Update 4, Nov 2016: When I first wrote this post it was outright mockery and contempt. But the Google Data flow paper (The Unified google framework for Batch (FlumeJava) and Stream processing (MillWheel)) and the Google MillWheel paper clearly explains that this is exactly the same approach google team has taken to solve the duplicate events problem. While the approach is same they are using a Sketching / Probablistic data structure, a Bloom filter to optimise the memory required for storing the finger prints and I have proposed to use a deterministic data structure, a Distributed Hashmap. I would still argue a Bloom filter wouldn’t make a good choice for this problem even though cheaper. I will cover that in a different post. (Here is a good Data flow review and Millwheel review). I feel validated !
Original Post: It is a common misconception that an exactly-once messaging guarantee is achieved ONLY at Kafka consumer (or at message broker consumer) level, it should be achieved at a system level considering multiple scenarios.

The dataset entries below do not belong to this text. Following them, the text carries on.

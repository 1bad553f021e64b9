//! Unit tests for API types serialization/deserialization.

#![allow(clippy::unwrap_used, clippy::panic)]

use axum::http::StatusCode;
use fedgraph::api::{
    AddGraphRequest, ErrorResponse, ExecuteResponse, GraphsResponse, HealthResponse,
    RemoveGraphResponse, TraitsResponse, status_for,
};
use fedgraph_core::{
    Element, FederationError, OperationResult, StoreTrait, UnionIterator, VecIterator,
};
use serde_json::json;
use std::collections::BTreeSet;

// =============================================================================
// HEALTH RESPONSE TESTS
// =============================================================================

#[test]
fn test_health_response_default() {
    let health = HealthResponse::default();
    assert_eq!(health.status, "ok");
    assert!(!health.version.is_empty());
}

#[test]
fn test_health_response_deserialization() {
    let json = r#"{"status":"healthy","version":"1.0.0"}"#;
    let health: HealthResponse = serde_json::from_str(json).unwrap();

    assert_eq!(health.status, "healthy");
    assert_eq!(health.version, "1.0.0");
}

// =============================================================================
// REGISTRY TYPES TESTS
// =============================================================================

#[test]
fn test_graphs_response_is_camel_case_and_ordered() {
    let ids: BTreeSet<String> = ["b".to_string(), "a".to_string()].into();
    let json = serde_json::to_value(GraphsResponse::from(ids)).unwrap();
    assert_eq!(json, json!({ "graphIds": ["a", "b"] }));
}

#[test]
fn test_add_graph_request_deserialization() {
    let request: AddGraphRequest = serde_json::from_value(json!({
        "graphId": "g1",
        "schema": {
            "entities": { "E": { "vertex": "vertex.string" } },
            "types": { "vertex.string": { "class": "string" } }
        },
        "properties": { "fedgraph.store.kind": "map" }
    }))
    .unwrap();

    assert_eq!(request.graph_id, "g1");
    assert!(request.schema.entities.contains_key("E"));
    assert_eq!(request.properties.kind(), Some("map"));
}

#[test]
fn test_add_graph_request_requires_graph_id() {
    let result: Result<AddGraphRequest, _> = serde_json::from_value(json!({
        "schema": {},
        "properties": {}
    }));
    assert!(result.is_err());
}

#[test]
fn test_remove_graph_response_serialization() {
    let json = serde_json::to_value(RemoveGraphResponse {
        graph_id: "g1".to_string(),
        removed: true,
    })
    .unwrap();
    assert_eq!(json, json!({ "graphId": "g1", "removed": true }));
}

#[test]
fn test_traits_response_uses_trait_names() {
    let traits: BTreeSet<StoreTrait> = [StoreTrait::Ordered, StoreTrait::StoreAggregation].into();
    let json = serde_json::to_value(TraitsResponse::from(traits)).unwrap();
    let names = json["traits"].as_array().unwrap();
    assert_eq!(names.len(), 2);
    assert!(names.contains(&json!("ORDERED")));
    assert!(names.contains(&json!("STORE_AGGREGATION")));
}

// =============================================================================
// EXECUTE RESPONSE TESTS
// =============================================================================

#[test]
fn test_execute_response_shapes() {
    assert_eq!(
        serde_json::to_value(ExecuteResponse::Count { count: 3 }).unwrap(),
        json!({ "result": "count", "count": 3 })
    );
    assert_eq!(
        serde_json::to_value(ExecuteResponse::GraphIds {
            graph_ids: vec!["a".to_string()]
        })
        .unwrap(),
        json!({ "result": "graphIds", "graphIds": ["a"] })
    );
    assert_eq!(
        serde_json::to_value(ExecuteResponse::Done).unwrap(),
        json!({ "result": "done" })
    );
}

#[test]
fn test_execute_response_drains_element_results() {
    let parts: Vec<Box<dyn fedgraph_core::CloseableIterator<Item = Element>>> = vec![
        Box::new(VecIterator::new(vec![Element::entity("E", "a")])),
        Box::new(VecIterator::<Element>::new(vec![])),
        Box::new(VecIterator::new(vec![Element::entity("E", "b")])),
    ];
    let result = OperationResult::Elements(Box::new(UnionIterator::new(parts)));

    assert_eq!(
        ExecuteResponse::from(result),
        ExecuteResponse::Elements {
            elements: vec![Element::entity("E", "a"), Element::entity("E", "b")]
        }
    );
}

#[test]
fn test_execute_response_from_scalars() {
    assert_eq!(
        ExecuteResponse::from(OperationResult::Count(7)),
        ExecuteResponse::Count { count: 7 }
    );
    assert_eq!(
        ExecuteResponse::from(OperationResult::Done),
        ExecuteResponse::Done
    );
}

// =============================================================================
// ERROR MAPPING TESTS
// =============================================================================

#[test]
fn test_error_status_mapping() {
    assert_eq!(
        status_for(&FederationError::Configuration("x".into())),
        StatusCode::BAD_REQUEST
    );
    assert_eq!(
        status_for(&FederationError::overwrite("g1")),
        StatusCode::CONFLICT
    );
    assert_eq!(
        status_for(&FederationError::SchemaMerge("x".into())),
        StatusCode::CONFLICT
    );
    assert_eq!(
        status_for(&FederationError::UnsupportedOperation("GetWalks".into())),
        StatusCode::NOT_IMPLEMENTED
    );
    assert_eq!(
        status_for(&FederationError::dispatch(
            "g1",
            "GetAllElements",
            FederationError::Io("gone".into())
        )),
        StatusCode::INTERNAL_SERVER_ERROR
    );
}

#[test]
fn test_error_response_round_trip() {
    let json = serde_json::to_string(&ErrorResponse::new("boom")).unwrap();
    assert_eq!(json, r#"{"error":"boom"}"#);
}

Because for instance, there is always a possibility of duplicate events or late events from the event source but most stream / micro-batch processing systems don’t factor that into the design. I am trying to clear the air and also show how this can be done and how I have done this. Doing this at the producer part is much harder. Ideally speaking the streaming frameworks should provide an option to create an idempotent producer.Anyways here is my attempt. In all fairness it may not be very straightforward. Also there is no a one-size-fits-all solution, but you can always borrow the general idea. Using the general idea you can tailor a custom solution to any stream or micro-batch processing solutions your are building where duplicates cannot be tolerated.
Here is the use case with Kafka-Storm, very briefly
We had sensors out in the field sensing location and some miscellaneous events. The sensor events are fed into an IoT platform; Imagine ThingWorx (Axeda formerly) orAWS IoT (formerly 2lemetry) here. From the IoT platform, events are pushed into our application. The first point of contact of our application is an API, the “push” happens through an API call. Although the IoT platform could push events through multiple ways we chose to use an API call here. The API then does some very basic validations and writes events to a partitioned Kafka topic. Our storm processors reads, enriches and persists the data.
Accomplishing exactly-once semantic
IMHO, Two ways to accomplish exactly-once semantic are
- Early detection of a possible duplicate and preventing it entering the system is key (or)
- You can make your processing logic immune to duplicates i.e. idempotent.
Intuitively, option 1 will make a lot of sense. Without divulging too much information here is what the architecture looked like. We changed the Events API to generate and piggyback an event “fingerprint” along with event packet. Then,Lookup an external data store If the fingerprint already exists, if so reject the event and log it (This means system has already received the event and would be processing it eventually and the current event is a possible duplicate), on the other hand if the fingerprint doesn’t exist in the external data store, store with a status “new”. Then feed the event to Kafka. Down the line Storm processors shall consume and apply some business logic and once the event is “processed” update the external data store fingerprint status as “processed”. (Irrespective of whether you “acked” or “failed” the tuple at storm level, because until the event aka tuple is processed successfully you can refuse to “ack” it so it will be replayed by the spout or if you choose to “fail” the tuple at storm level for business reasons it doesn’t matter. By “processed” you are telling the “exactly-once enforcer” that storm is done with the event). The major disadvantage of this solution, I have added another moving part to the solution the K,V store and also it has to store all the events signatures. So storage-wise it doesn’t make a lot of sense but for a stronger duplicate check these are required.
Some considerations,
- Choice of your external DS to store the fingerprints is critical as expensive disk IO can slow things down. You might want to have an in-memory <K,V> store (or even a document store would work with an in-memory storage engine depending on your use case).
- As for as fingerprinting, in our packets there were event Id, sensor Id and time stamps with ‘ms’ precision and the combination will be a unique so you can simply append it to create a fingerprint or run the appended string through a one-way hash like MD5 or SHA-1 algorithm or some non-crypto hash algorithms like murmur / fnv to get a string, up to you. Be warned that cryptographic hashes can be hamper your performance. But be warned if your sensors can send the exact same events with different time stamps with ‘ms’ precision, then you might have to leave the time stamp out and rely on the unique nuances of the event data to create a fingerprint.
- Of course for Kafka level playback / offset based rewinding we need some considerations which I am intentionally brushing away.
Takeaways,
Never feed into Kafka directly from any end point, let the Kafka producers call a common API to feed into Kafka. Do a similar fingerprinting exercise as a part of the API before feeding into Kafka and take it forward from there.